Coisas inteligentes à espera de serem escritas.

A "escrita inteligente" dos telemóveis é um dos meus maiores desconfortos ontológicos. Um mistério com redobrados contornos de malvadez. Aliás, parece-me ser esse um dos factos que me levam a não ter cedido à pressão émica que nos caracteriza enquanto sociedade; as palavras já ditas. Sim, porque escrever é hodiernamente o mesmo que montar um puzzle.

A "escrita inteligente" dos telemóveis causa-me dois desalentos de proa. Primeiro, as palavras a que normalmente mais recorremos e que são necessárias para estabelecermos uma comunicação são quase sempre substituídas por outras cuja relevância num diálogo se resume à exiguidade de algumas realidades distintas das da maioria dos comuns mortais. Ora, se eu tentar escrever "Olá" o extraordinário dicionário remete-me para a palavra "ojjj"... Recebo-as com comoção, na certeza de que não se terão baseado no dialecto dos invasores do livro Uma Casa na Escuridão para nos presentearem com este mergulho órfico.

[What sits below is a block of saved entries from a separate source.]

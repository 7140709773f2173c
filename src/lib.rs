pub mod cli;
pub mod config;
pub mod core;
//! URL construction for candidate servers
//!
//! Candidates are identified by their base URL (scheme://host[:port], no
//! `/api` suffix). Endpoint paths are appended to the normalized base.

use url::Url;

#[derive(Debug, thiserror::Error)]
pub enum UrlError {
    #[error("Invalid URL format: {0}")]
    ParseError(#[from] url::ParseError),
    #[error("Missing host in URL")]
    MissingHost,
}

/// Normalize base URL by trimming trailing slashes
pub fn normalize_base_url(base_url: &str) -> String {
    base_url.trim().trim_end_matches('/').to_string()
}

/// Append an absolute endpoint path to a base URL
///
/// # Examples
/// - `http://localhost:3000` + `/api/health` → `http://localhost:3000/api/health`
/// - `https://a.onrender.com/` + `api/gemini-key` → `https://a.onrender.com/api/gemini-key`
pub fn build_endpoint_url(base_url: &str, path: &str) -> String {
    let normalized = normalize_base_url(base_url);
    let path = path.trim();
    if path.starts_with('/') {
        format!("{}{}", normalized, path)
    } else {
        format!("{}/{}", normalized, path)
    }
}

/// Validate a configured base URL and return its normalized form
pub fn validate_base_url(base_url: &str) -> Result<String, UrlError> {
    let normalized = normalize_base_url(base_url);
    let url = Url::parse(&normalized)?;
    url.host_str().ok_or(UrlError::MissingHost)?;
    Ok(normalized)
}

/// Human-readable server label: `Port 3001` for localhost, the host otherwise
pub fn server_identifier(base_url: &str) -> String {
    match Url::parse(base_url) {
        Ok(url) => {
            let host = url.host_str().unwrap_or_default();
            match url.port() {
                Some(port) if host == "localhost" || host == "127.0.0.1" => {
                    format!("Port {}", port)
                }
                Some(port) => format!("{}:{}", host, port),
                None => host.to_string(),
            }
        }
        Err(_) => normalize_base_url(base_url),
    }
}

Segundo - e este sim é causador da calcinação, qual resignação mentirosa, a que submeto o meu orgulho de escriba - sempre que o cauto e sagaz dicionário consegue prever as minhas palavras, fico com o núcleo fundo e imutável do meu ser - não que acredite nele, mas parece bem assim aqui escrito -, destroçado. Resulta desta adivinhação do dicionário uma usurpação maliciosa nas dádivas mais preciosas que recolhem de recônditas histórias de vida. O dicionário do telemóvel consegue ter direito de veto sobre o nosso discurso, sobre os momentos em que, por exemplo, queríamos que o outro acolhesse os temerosos dizeres de um amor difícil. O dicionário como que menoriza por antecipação tudo aquilo que pensávamos dizer. Fico poluto. Transgredido. Com a sensação de que o que escrevi já fora dito. Como se tudo aquilo que eu vivo também já o fora por outra pessoa. Serve isto apenas para agravar a minha certeza kristeviniana de que nada há de original em nós.

Ainda assim, e seguindo a máxima do MEC, "o nosso amor não é para nos compreender, não é para nos ajudar", tento manter a farsa das minhas denodadas criatividade e sensibilidade e, muito lentamente, experimento todas as letras que as teclas dizem traduzir. É neste lento labor, de demorada ânsia e aflitiva dedicação, que peço ao meu amor para me ler.

3 Response to "Coisas inteligentes à espera de serem escritas."

  1. Anónimo says:

    gostei deste post. bem pensado, melhor escrito.

    Unknown says:

    gracias

    Anónimo says:

    Muito interessante este post sobre a actualmente comum escrita inteligente,que todos tentamos utilizar no dia a dia.